BY NADIA BABAR ’19
For years, black holes have only ever been visible via artistic interpretations and the imaginations of science fiction authors. But on April 10, jaws dropped as the world saw the first ever image of a black hole. MIT PhD student Katie Bouman is credited with developing the algorithm that allowed the data from the Event Horizon Telescope (EHT) to be pieced together and interpreted, according to Science News. The image was first captured in 2017 by the EHT, a network of eight linked telescopes stationed around the world. Two years later, after lengthy analytical measures and image processing, the image of a dark, circular shadow surrounded by a glowing ring of fire was released to the scientific community and, shortly thereafter, the public.
Described by scientists as a “monster,” the black hole in the image is approximately 3 million times the size of Earth and is located in the distant galaxy of Messier 87 in the constellation Virgo. A black hole is a region of space with such a strong gravitational pull that nothing, not even light, can escape from it, and is usually formed by the ‘death’ of a massive star, when all of the star’s mass is rapidly pulled inwards towards a single point. Once formed, a black hole absorbs all light that hits it, reflecting nothing. This particular black hole has proven to be a giant among its peers, with Professor Heino Falcke of Radboud University in the Netherlands describing it as “the heavyweight champion of black holes in the Universe.” The black hole has since been named “Powehi,” which means “embellished dark source of unending creation,” according to Larry Kimura, a professor at the University of Hawaii and the person responsible for the moniker.

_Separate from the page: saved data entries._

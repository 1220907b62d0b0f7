//! Chat messages in `PostgreSQL`.

use async_trait::async_trait;
use chrono::{DateTime, Utc};

use boostedlabs_core::{ChatMessageId, ChatSender, UserId};

use super::store::ChatStore;
use super::{PgStore, RepositoryError};
use crate::models::ChatMessage;

const CHAT_COLUMNS: &str = "id, user_id, sender, sender_name, message, created_at";

#[derive(sqlx::FromRow)]
struct ChatMessageRow {
    id: ChatMessageId,
    user_id: UserId,
    sender: ChatSender,
    sender_name: String,
    message: String,
    created_at: DateTime<Utc>,
}

impl From<ChatMessageRow> for ChatMessage {
    fn from(row: ChatMessageRow) -> Self {
        Self {
            id: row.id,
            user_id: row.user_id,
            sender: row.sender,
            sender_name: row.sender_name,
            message: row.message,
            created_at: row.created_at,
        }
    }
}

#[async_trait]
impl ChatStore for PgStore {
    async fn insert_chat_message(
        &self,
        user: UserId,
        sender: ChatSender,
        sender_name: &str,
        message: &str,
    ) -> Result<ChatMessage, RepositoryError> {
        let row: ChatMessageRow = sqlx::query_as(&format!(
            "INSERT INTO shop.chat_message (user_id, sender, sender_name, message)
             VALUES ($1, $2, $3, $4)
             RETURNING {CHAT_COLUMNS}"
        ))
        .bind(user)
        .bind(sender)
        .bind(sender_name)
        .bind(message)
        .fetch_one(self.pool())
        .await?;

        Ok(row.into())
    }

    async fn recent_chat_messages(
        &self,
        user: UserId,
        limit: u32,
    ) -> Result<Vec<ChatMessage>, RepositoryError> {
        let rows: Vec<ChatMessageRow> = sqlx::query_as(&format!(
            "SELECT {CHAT_COLUMNS} FROM (
                 SELECT {CHAT_COLUMNS} FROM shop.chat_message
                 WHERE user_id = $1
                 ORDER BY created_at DESC, id DESC
                 LIMIT $2
             ) latest
             ORDER BY created_at, id"
        ))
        .bind(user)
        .bind(i64::from(limit))
        .fetch_all(self.pool())
        .await?;

        Ok(rows.into_iter().map(ChatMessage::from).collect())
    }

    async fn chat_history(&self, user: UserId) -> Result<Vec<ChatMessage>, RepositoryError> {
        let rows: Vec<ChatMessageRow> = sqlx::query_as(&format!(
            "SELECT {CHAT_COLUMNS} FROM shop.chat_message
             WHERE user_id = $1
             ORDER BY created_at, id"
        ))
        .bind(user)
        .fetch_all(self.pool())
        .await?;

        Ok(rows.into_iter().map(ChatMessage::from).collect())
    }
}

Black holes are notoriously difficult to see due to their fundamental properties as huge cosmic abysses of nothing. Since a black hole essentially swallows”everything that approaches it, its location can, at best, be inferred by observing the behavior of light and matter around it. That’s what the EHT did back in April of 2017, when the image of Powehi was first captured. But it took multiple observatories from all over the world to cooperate in order to produce the image of the black hole now circulating around the internet. The information gathered by the EHT couldn’t be sent around via the internet due to the sheer amount of data that was gathered. Instead, hard drives had to be flown to processing centers in the United States and Germany to be evaluated.
The development of this picture has massive implications for the future of astronomical research. Scientists believe that this picture will help us understand how black holes grew and developed when the universe was in its early stages. Scientists also hope to use the information gathered from Powehi to help generate an image of Sagittarius A*, the black hole at the center of the Milky Way Galaxy.